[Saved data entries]
►
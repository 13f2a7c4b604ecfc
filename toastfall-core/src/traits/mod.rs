//! Collaborator traits
//!
//! These traits define the interface between the sprite engine and the
//! hardware-specific (or test) implementations it drives.

pub mod display;
pub mod random;

pub use display::DisplaySink;
pub use random::RandomSource;
//! Board wiring
//!
//! Waveshare Pico-LCD-1.14 on a Raspberry Pi Pico:
//!
//! | Signal | GPIO |
//! |--------|------|
//! | LCD_DC | 8    |
//! | LCD_CS | 9    |
//! | LCD_CLK (SPI1 SCK) | 10 |
//! | LCD_DIN (SPI1 TX)  | 11 |
//! | LCD_RST | 12  |
//! | LCD_BL  | 13  |
//!
//! Pin assignments are typed peripherals, so they are taken in `main`;
//! everything else about the board lives here.

use embassy_rp::spi::{Config as SpiConfig, Phase, Polarity};
use toastfall_drivers::display::{ColorOrder, Orientation};

/// SPI clock for the panel (ST7789 write cycle is 16 ns minimum)
pub const SPI_FREQUENCY_HZ: u32 = 40_000_000;

/// Panel mounted with the USB connector on the left
pub const ORIENTATION: Orientation = Orientation::Landscape;

pub const COLOR_ORDER: ColorOrder = ColorOrder::Bgr;

/// SPI mode 0, MSB first
pub fn display_spi_config() -> SpiConfig {
    let mut config = SpiConfig::default();
    config.frequency = SPI_FREQUENCY_HZ;
    config.phase = Phase::CaptureOnFirstTransition;
    config.polarity = Polarity::IdleLow;
    config
}
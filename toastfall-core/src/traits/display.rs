//! Display sink trait

use embedded_graphics::prelude::Size;
use embedded_graphics::primitives::Rectangle;

/// Destination for composed frames
///
/// The engine hands over a rectangle and a matching block of raw RGB565
/// pixels (row-major, `area.size.width * area.size.height` entries). The
/// call is synchronous: when it returns the pixels have been sent.
pub trait DisplaySink {
    /// Error type for transfers to the panel
    type Error;

    /// Show `pixels` inside `area`
    fn blit(&mut self, area: Rectangle, pixels: &[u16]) -> Result<(), Self::Error>;

    /// Visible panel size in pixels
    fn size(&self) -> Size;
}

impl<T: DisplaySink + ?Sized> DisplaySink for &mut T {
    type Error = T::Error;

    fn blit(&mut self, area: Rectangle, pixels: &[u16]) -> Result<(), Self::Error> {
        (**self).blit(area, pixels)
    }

    fn size(&self) -> Size {
        (**self).size()
    }
}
◄
Task instructions:
Using the records above, set down exactly the lines from the one with "use embedded_graphics::primitives::Rectangle;" through the one with "pub trait DisplaySink", inclusive, and nothing more.

Response to the task:
use embedded_graphics::primitives::Rectangle;

/// Destination for composed frames
///
/// The engine hands over a rectangle and a matching block of raw RGB565
/// pixels (row-major, `area.size.width * area.size.height` entries). The
/// call is synchronous: when it returns the pixels have been sent.
pub trait DisplaySink {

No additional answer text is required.